Entries taken from a collection
⁂

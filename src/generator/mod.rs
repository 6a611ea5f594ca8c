//! Password generation.
//!
//! This module owns the request type with its validation rules, the
//! draw loop with class-coverage enforcement, and the file-based
//! defaults used by the CLI.
//!
//! Coverage is enforced by reject-and-retry: a candidate missing an
//! enabled class is thrown away and regenerated whole. Patching a
//! missing character into a fixed position would make that position's
//! distribution differ from the rest of the string.

mod config;
mod password;
mod request;

pub use config::{ConfigError, Defaults, FileConfig};
pub use password::{
    generate, GenerateError, Password, PasswordGenerator, MAX_COVERAGE_ATTEMPTS,
};
pub use request::{GenerationRequest, RequestError, MAX_LENGTH, MIN_LENGTH};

⁂

EXERCISE GOAL
Of the entries above, transcribe exactly those lines that fall between the line containing "candidate missing an" and the line containing "make that position's", together with those two lines.

YOUR RESPONSE
//! Coverage is enforced by reject-and-retry: a candidate missing an
//! enabled class is thrown away and regenerated whole. Patching a
//! missing character into a fixed position would make that position's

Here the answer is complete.